Coinbase mengumumkan pemutusan hubungan kerja (PHK) terhadap sekitar 700 karyawan, atau 14% dari total tenaga kerja, dengan alasan efisiensi akibat perkembangan kecerdasan buatan (AI). Langkah ini diumumkan oleh CEO Coinbase, Brian Armstrong, melalui unggahan di platform X (sebelumnya Twitter) pada Selasa (23/4/2024).
Dalam surat internal yang dibagikan Armstrong, ia menjelaskan bahwa keputusan tersebut diambil untuk menyesuaikan struktur biaya perusahaan agar lebih ramping dan efisien. "Kami saat ini tengah menghadapi pasar yang menurun, sehingga perlu menyesuaikan struktur biaya agar dapat keluar dari periode ini dengan lebih gesit, cepat, dan efisien untuk fase pertumbuhan berikutnya," tulis Armstrong.
Lebih lanjut, Armstrong menekankan bahwa Coinbase tidak hanya akan mengurangi biaya dan jumlah karyawan, tetapi juga mengubah secara fundamental cara perusahaan beroperasi. Salah satu perubahan besar adalah perampingan struktur organisasi menjadi maksimal lima lapisan antara eksekutif dan karyawan tingkat bawah. Dengan memangkas posisi manajer menengah yang dianggap memperlambat proses dan menambah biaya koordinasi, para pemimpin diharapkan dapat mengelola hingga 15 laporan langsung.

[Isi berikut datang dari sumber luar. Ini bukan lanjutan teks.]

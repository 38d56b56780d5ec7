use leptos::{html, prelude::*};

use crate::{
    content::{Section, EDUCATION, EXPERIENCE, PROFILE},
    reveal::{Entrance, Stagger},
};

use super::{
    icons::DownloadIcon,
    reveal::{use_reveal, Revealed},
};

const ITEM: Entrance = Entrance::rise(30, 600);
const CARD: Entrance = Entrance::rise(40, 700).scaled(0.95);
const STAGGER: Stagger = Stagger::new(100, 200);

#[component]
pub fn AboutSection() -> impl IntoView {
    let container = NodeRef::<html::Div>::new();
    let visible = use_reveal(container);

    view! {
        <section id=Section::About.id() class="section-padding bg-gray-50 dark:bg-gray-900">
            <div class="container mx-auto px-4">
                <div node_ref=container class="max-w-4xl mx-auto">
                    <Revealed visible entrance=STAGGER.apply(ITEM, 0)>
                        <h2 class="section-title">"About Me"</h2>
                    </Revealed>
                    <Revealed visible entrance=STAGGER.apply(ITEM, 1) class="max-w-3xl mx-auto mb-12">
                        <p class="text-lg text-gray-600 dark:text-gray-300 text-justify">
                            {PROFILE.bio}
                        </p>
                    </Revealed>
                    <div class="grid md:grid-cols-2 gap-8">
                        <Revealed visible entrance=STAGGER.apply(CARD, 2) class="card">
                            <h3 class="text-xl font-semibold mb-4">"Education"</h3>
                            <div class="space-y-4">
                                {EDUCATION
                                    .iter()
                                    .map(|edu| {
                                        view! {
                                            <div>
                                                <h4 class="font-medium">{edu.degree}</h4>
                                                <p class="text-secondary">
                                                    {format!("{}, {}", edu.school, edu.period)}
                                                </p>
                                            </div>
                                        }
                                    })
                                    .collect::<Vec<_>>()}
                            </div>
                        </Revealed>
                        <Revealed visible entrance=STAGGER.apply(CARD, 3) class="card">
                            <h3 class="text-xl font-semibold mb-4">"Experience"</h3>
                            <div class="space-y-4">
                                {EXPERIENCE
                                    .iter()
                                    .map(|job| {
                                        view! {
                                            <div>
                                                <h4 class="font-medium">{job.role}</h4>
                                                <p class="text-secondary">
                                                    {format!("{}, {}", job.company, job.period)}
                                                </p>
                                                <ul class="list-disc list-inside mt-2 text-gray-600 dark:text-gray-300">
                                                    {job
                                                        .highlights
                                                        .iter()
                                                        .map(|h| view! { <li>{*h}</li> })
                                                        .collect::<Vec<_>>()}
                                                </ul>
                                            </div>
                                        }
                                    })
                                    .collect::<Vec<_>>()}
                            </div>
                        </Revealed>
                    </div>
                    <Revealed visible entrance=STAGGER.apply(ITEM, 4) class="mt-12 text-center">
                        <a
                            href=PROFILE.resume
                            target="_blank"
                            rel="noopener noreferrer"
                            class="btn btn-primary inline-flex items-center"
                        >
                            "Download Resume"
                            <DownloadIcon />
                        </a>
                    </Revealed>
                </div>
            </div>
        </section>
    }
}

Armstrong juga menyebutkan bahwa Coinbase akan fokus merekrut talenta yang mahir dalam AI. Ia bahkan membuka kemungkinan untuk menerapkan tim satu orang, di mana satu individu dapat menangani tugas-tugas yang biasanya dilakukan oleh insinyur, desainer, dan manajer produk.
Keputusan Coinbase ini menjadi bagian dari tren PHK besar-besaran di berbagai perusahaan teknologi yang dikaitkan dengan pengembangan AI. Baru-baru ini, Meta mengumumkan rencana untuk memangkas 10% karyawannya bulan ini. Dalam pertemuan internal, CEO Mark Zuckerberg menyebutkan bahwa pengeluaran untuk AI dan penurunan penjualan akibat perang di Timur Tengah menjadi faktor utama pengurangan tenaga kerja tersebut.

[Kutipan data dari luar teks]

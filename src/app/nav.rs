use leptos::prelude::*;
use leptos_use::use_window_scroll;

use crate::{content::Section, display::DisplayModeContext, reveal::Entrance};

use super::{
    icons::{MoonIcon, SunIcon},
    links::SectionLinks,
    reveal::use_mount_reveal,
};

/// Scroll offset past which the bar gets a solid background.
const SCROLL_THRESHOLD: f64 = 50.0;
const SLIDE_IN: Entrance = Entrance::rise(-100, 300);

#[component]
pub fn NavigationBar() -> impl IntoView {
    let (_, scroll_y) = use_window_scroll();
    let scrolled = Memo::new(move |_| scroll_y.get() > SCROLL_THRESHOLD);
    let shown = use_mount_reveal();

    let nav_class = move || {
        if scrolled.get() {
            "transition-all duration-300 bg-white/80 dark:bg-dark/80 backdrop-blur-md shadow-lg"
        } else {
            "transition-all duration-300 bg-transparent"
        }
    };

    view! {
        <nav class="fixed w-full z-50" style=move || SLIDE_IN.style(shown.get())>
            <div class=nav_class>
                <div class="container mx-auto px-4">
                    <div class="flex items-center justify-between h-16">
                        <a
                            href=Section::Home.anchor()
                            class="text-2xl font-bold text-primary transition-transform hover:scale-105"
                        >
                            "Portfolio"
                        </a>
                        <div class="hidden md:flex items-center space-x-8">
                            <SectionLinks link_class="text-dark dark:text-light hover:text-primary dark:hover:text-primary transition-all hover:scale-105" />
                            <ModeToggle />
                        </div>
                        <div class="md:hidden">
                            <ModeToggle />
                        </div>
                    </div>
                </div>
            </div>
        </nav>
    }
}

#[component]
fn ModeToggle() -> impl IntoView {
    let display = expect_context::<DisplayModeContext>();
    let is_dark = move || display.get().is_dark();
    let label = move || {
        if is_dark() {
            "Switch to light mode"
        } else {
            "Switch to dark mode"
        }
    };

    view! {
        <button
            class="p-2 rounded-lg bg-light dark:bg-dark hover:bg-gray-200 dark:hover:bg-gray-700 transition-colors"
            on:click=move |_| display.toggle()
            aria-label=label
            title=label
        >
            {move || {
                if is_dark() {
                    view! { <SunIcon /> }.into_any()
                } else {
                    view! { <MoonIcon /> }.into_any()
                }
            }}
        </button>
    }
}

Beberapa perusahaan lain yang juga melakukan PHK serupa antara lain Snap, yang memangkas 16% karyawannya bulan lalu, dan Block, yang mengurangi tenaga kerja dari 10.000 menjadi 6.000 karyawan pada Februari lalu. CEO Block, Jack Dorsey, bahkan berharap AI dapat menggantikan peran manajemen menengah di masa depan.
Mengenai kompensasi bagi karyawan yang terkena dampak, Armstrong menjelaskan bahwa karyawan di Amerika Serikat akan menerima gaji pokok minimal selama 16 minggu, ditambah dua minggu gaji untuk setiap tahun masa kerja. Bagi karyawan dengan visa kerja, Coinbase akan memberikan dukungan transisi tambahan.
Isi Lengkap Surat Brian Armstrong kepada Karyawan Coinbase
Tim,
Hari ini, saya telah mengambil keputusan sulit untuk mengurangi ukuran Coinbase sekitar 14%. Saya ingin menjelaskan mengapa kami mengambil langkah ini sekarang, apa artinya bagi mereka yang terkena dampak, dan bagaimana ini memposisikan kami untuk masa depan.
Mengapa sekarang?
Dua kekuatan besar sedang terjadi bersamaan, dan kami perlu siap menghadapi keduanya. Pertama, pasar. Coinbase memiliki modal yang kuat, memiliki berbagai sumber pendapatan, dan siap menghadapi segala tantangan. Kripto juga tengah menuju gelombang adopsi berikutnya, dengan stablecoin, pasar prediksi, tokenisasi, dan inovasi lainnya yang semakin berkembang. Namun, bisnis kami masih sangat fluktuatif dari kuartal ke kuartal. Meskipun kami telah berhasil melewati siklus ini berkali-kali dan keluar lebih kuat, kami saat ini berada dalam pasar yang menurun. Oleh karena itu, kami perlu menyesuaikan struktur biaya sekarang agar dapat keluar dari periode ini dengan lebih ramping, gesit, dan efisien untuk fase pertumbuhan berikutnya.
Kedua, AI sedang mengubah cara kami bekerja.